Wednesday 25 November 2009

Neuroplasticity.

Not much to report over the last couple of weeks, I had a reading week recently and actually managed to get rather a lot done, having spent several hours in the library making notes on this and that. It was a much needed 'break' of sorts, if only from the time-tabled activities.

I am currently trying to think of a research project which will form my thesis. I have a pretty good idea who will be supervising me, a guy over at the institute of cognitive neuroscience who is researching plasticity in the auditory cortex.

Plasticity is something that fascinates me greatly, and one book in particular, 'the brain that changes itself' by Norman Doidge, was more or less the main reason why I applied for this particular course.

Essentially, plasticity (or neuroplasticity) is the ability of the brain to 'rewire' itself, to make new connections. For the century or so since the 'neuron doctrine' came to the forefront of thinking about the brain, it was believed that the structure of the brain was more or less fixed from adolescence onward. Scientists thought that no new brain cells could be formed, and it a part of the brain was damaged then it was lost for life.

Of course, there has to be some degree of plasticity in the brain, otherwise we couldn't form new memories, but we now know that the brain is far, far more plastic than previously thought.

The most exciting research being done in this field that I am aware of is in the area of sensory substitution, most notably the work carried out by a guy by the name of Paul Bach-y-rita.

Bach-y-rita developed a device which could allow the brain to recover one lost sense from another. If I wanted to sensationalise this, I would say he made blind people see again. But that wouldn't quite do him justice - he made them see out of their tongue.

Sounds insane, but it is actually possible. The key concept here is that we don't see with out eyes, just as we don't hear with our ears. All of our senses are essentially electrical information carried to and processed in the brain. For example, the actual physical image of what you see doesn't get any further than the back of the retina, before it becomes a complex series of electrical pulses that are then carried to the visual areas at the back of the brain.

When somebody is blind, it is generally because of a problem with their eyes, rather than the visual areas of the brain. Therefore if an alternative pathway could be found to get these electrical pulses to the visual cortex, you have vision.

What Bach-y-rita invented was a small device that sits on your tongue and converts a picture from a video camera into electrical information. Imagine a strip of plastic with hundreds of tiny electrical points covering it's surface. Each one of these points is like the pixels that make up a digital image, the brighter the pixel the stronger the electrical pulse. Multiply this over the entire surface of the tongue and you can make up a crude image of your visual field. Apparently, when this device is activated it feels like those old 'popping candy' sweets you can get that fizz in your mouth.
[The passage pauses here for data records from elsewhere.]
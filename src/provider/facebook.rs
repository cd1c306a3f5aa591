//! Facebook login requests.

// self
use crate::{
	provider::{ProviderKind, account_request},
	request::{AccountRequest, BuilderState, Properties, ProviderAccountFactory, RequestBuilder},
};

/// Builder specialized for Facebook requests.
pub type FacebookAccountRequestBuilder = RequestBuilder<Facebook>;

/// Factory for Facebook provider-account requests; only an access token is accepted.
#[derive(Clone, Copy, Debug, Default, PartialEq, Eq)]
pub struct Facebook;
impl Facebook {
	/// Starts a new Facebook request builder.
	pub fn builder() -> FacebookAccountRequestBuilder {
		RequestBuilder::new(Self)
	}
}
impl ProviderAccountFactory for Facebook {
	type Request = AccountRequest;

	fn provider_id(&self) -> Option<&str> {
		Some(ProviderKind::Facebook.as_str())
	}

	fn create(&self, properties: Properties, state: &BuilderState) -> Self::Request {
		account_request(properties, state, None)
	}
}

#[cfg(test)]
mod tests {
	// self
	use super::*;
	use crate::request::ProviderAccountRequest;

	#[test]
	fn facebook_request_omits_absent_token() {
		let request = Facebook::builder().build().expect("Facebook requests should build.");

		assert_eq!(request.provider_data().provider_id(), "facebook");
		assert_eq!(request.provider_data().properties().len(), 1);
	}
}
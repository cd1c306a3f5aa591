//! Built-in provider labels.

// self
use crate::_prelude::*;

/// Identity providers with built-in factories.
#[derive(Clone, Copy, Debug, PartialEq, Eq, Hash, Serialize, Deserialize)]
#[serde(rename_all = "lowercase")]
pub enum ProviderKind {
	/// Google sign-in.
	Google,
	/// Facebook login.
	Facebook,
	/// GitHub OAuth apps.
	Github,
	/// LinkedIn sign-in.
	LinkedIn,
}
impl ProviderKind {
	/// Every built-in provider, in declaration order.
	pub const ALL: [ProviderKind; 4] =
		[ProviderKind::Google, ProviderKind::Facebook, ProviderKind::Github, ProviderKind::LinkedIn];

	/// Returns the provider identifier embedded in request payloads.
	pub const fn as_str(self) -> &'static str {
		match self {
			ProviderKind::Google => "google",
			ProviderKind::Facebook => "facebook",
			ProviderKind::Github => "github",
			ProviderKind::LinkedIn => "linkedin",
		}
	}

	/// Returns true if the provider also accepts authorization codes.
	pub const fn accepts_code(self) -> bool {
		matches!(self, ProviderKind::Google | ProviderKind::LinkedIn)
	}
}
impl Display for ProviderKind {
	fn fmt(&self, f: &mut Formatter) -> FmtResult {
		f.write_str(self.as_str())
	}
}
impl FromStr for ProviderKind {
	type Err = Error;

	fn from_str(s: &str) -> Result<Self, Self::Err> {
		ProviderKind::ALL
			.into_iter()
			.find(|kind| kind.as_str().eq_ignore_ascii_case(s.trim()))
			.ok_or_else(|| Error::UnknownProvider { label: s.to_owned() })
	}
}

#[cfg(test)]
mod tests {
	// self
	use super::*;

	#[test]
	fn labels_round_trip_through_from_str() {
		for kind in ProviderKind::ALL {
			assert_eq!(kind.as_str().parse::<ProviderKind>().expect("Labels should parse."), kind);
			assert_eq!(kind.to_string(), kind.as_str());
		}

		assert_eq!(" GitHub ".parse::<ProviderKind>().expect("Parsing is lenient."), ProviderKind::Github);
		assert_eq!("LinkedIn".parse::<ProviderKind>().expect("Parsing is lenient."), ProviderKind::LinkedIn);
	}

	#[test]
	fn unknown_labels_are_rejected() {
		let err = "myspace".parse::<ProviderKind>().expect_err("Unknown labels must fail.");

		assert!(matches!(err, Error::UnknownProvider { ref label } if label == "myspace"));
		assert_eq!(err.to_string(), "Unknown provider `myspace`.");
	}

	#[test]
	fn serde_uses_payload_identifiers() {
		assert_eq!(
			serde_json::to_string(&ProviderKind::LinkedIn).expect("Kind should serialize."),
			"\"linkedin\""
		);
		assert_eq!(
			serde_json::from_str::<ProviderKind>("\"github\"").expect("Kind should deserialize."),
			ProviderKind::Github
		);
		assert!(ProviderKind::Google.accepts_code());
		assert!(!ProviderKind::Facebook.accepts_code());
	}
}
//! LinkedIn sign-in requests.

// self
use crate::{
	auth::TokenSecret,
	provider::{ProviderKind, account_request},
	request::{AccountRequest, BuilderState, Properties, ProviderAccountFactory, RequestBuilder},
};

/// Builder specialized for LinkedIn requests.
pub type LinkedInAccountRequestBuilder = RequestBuilder<LinkedIn>;

/// Factory for LinkedIn provider-account requests.
#[derive(Clone, Debug, Default, PartialEq, Eq)]
pub struct LinkedIn {
	code: Option<TokenSecret>,
}
impl LinkedIn {
	/// Starts a new LinkedIn request builder.
	pub fn builder() -> LinkedInAccountRequestBuilder {
		RequestBuilder::new(Self::default())
	}

	/// Authorization code supplied through the builder, if any.
	pub fn code(&self) -> Option<&TokenSecret> {
		self.code.as_ref()
	}
}
impl ProviderAccountFactory for LinkedIn {
	type Request = AccountRequest;

	fn provider_id(&self) -> Option<&str> {
		Some(ProviderKind::LinkedIn.as_str())
	}

	fn create(&self, properties: Properties, state: &BuilderState) -> Self::Request {
		account_request(properties, state, self.code.as_ref())
	}
}
impl RequestBuilder<LinkedIn> {
	/// Stores the authorization code returned by LinkedIn; the last value set wins.
	pub fn code(&mut self, code: impl Into<String>) -> &mut Self {
		self.factory_mut().code = Some(TokenSecret::new(code));

		self
	}
}

#[cfg(test)]
mod tests {
	// self
	use super::*;
	use crate::request::ProviderAccountRequest;

	#[test]
	fn linkedin_request_accepts_code_without_token() {
		let request = LinkedIn::builder()
			.code("AQTc")
			.build()
			.expect("LinkedIn requests should build from a code alone.");
		let data = request.provider_data();

		assert_eq!(data.provider_id(), "linkedin");
		assert_eq!(data.access_token(), None);
		assert_eq!(data.code(), Some("AQTc"));
	}
}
The amazing thing is, over time your brain learns how to process the signals as images, and slowly the signal becomes a valid, if slightly basic, black and white image. Brain scans using MRI machines have even confirmed that this information is being processed in the visual parts of the brain.

So this now becomes a philosophical question - if visual information is being processed in the visual cortex, but it just so happens it is relayed via the tongue by a video camera - is this still eyesight?

Take a look at these two videos and decide for yourself.



Monday 9 November 2009

A little fact.

Hello everyone,

I realise that my last entry was pretty dull, so I found out an interesting little fact to keep your interest.


There are 100-150 billion neurons in the human brain.
Each neuron may connect with around 10,000 other neurons.
If each neuron connected with every other single neuron, our brain would be 12.5 miles in diameter (Nelson & Bower, 1990). This is the size of greater London.


Taken from Jamie Ward's book 'The students guide to cognitive neuroscience', chapter 2.

Sunday 8 November 2009

Weeks 4 & 5

Over a month into the course now, and my predominant feeling is exhaustion. I can't particularly explain why, but I am bloody tired. How handy it is then, that next week is a reading week, and it couldn't have been timed better.

There isn't a great deal to report about the last fortnight. We had some interesting lectures and some achingly dull ones. We learnt a little about how computational modelling can help us to understand the brain, had another case study at the hospital, and a whole load more stats.

I got my marks back for the first statistics test as I was handing in the second assignment. I did reasonably well, considering the conditions under which I wrote the last one (see my previous entry on my late-night rewrite). The marks I dropped were, I think, due mostly to the length of time it has been since I had to do any statistical analysis, and a couple of silly mistakes. I feel a lot more confident about the second test, and it would seem that I am back into the swing of things.

My main worry now is the exam in January (the only exam on this course), which is on the neurophysiological side of the course. Of course, this stuff is bloody hard, and Marty has just put a few example questions on his website, which really put the fear into me. As I was rereading my notes on how brain cells communicate with one another, I was struck by just how easy this would be it the brain were intrinsically self-aware. My neurons are firing right now, in many different parts of my brain, as are yours, as are all of ours, all the time, many many times over. We should be experts in this. Given the frequency with which our neurons fire you could argue that it is the single most practised act any human has ever performed.

So why then is this exam shaping up to be such a struggle?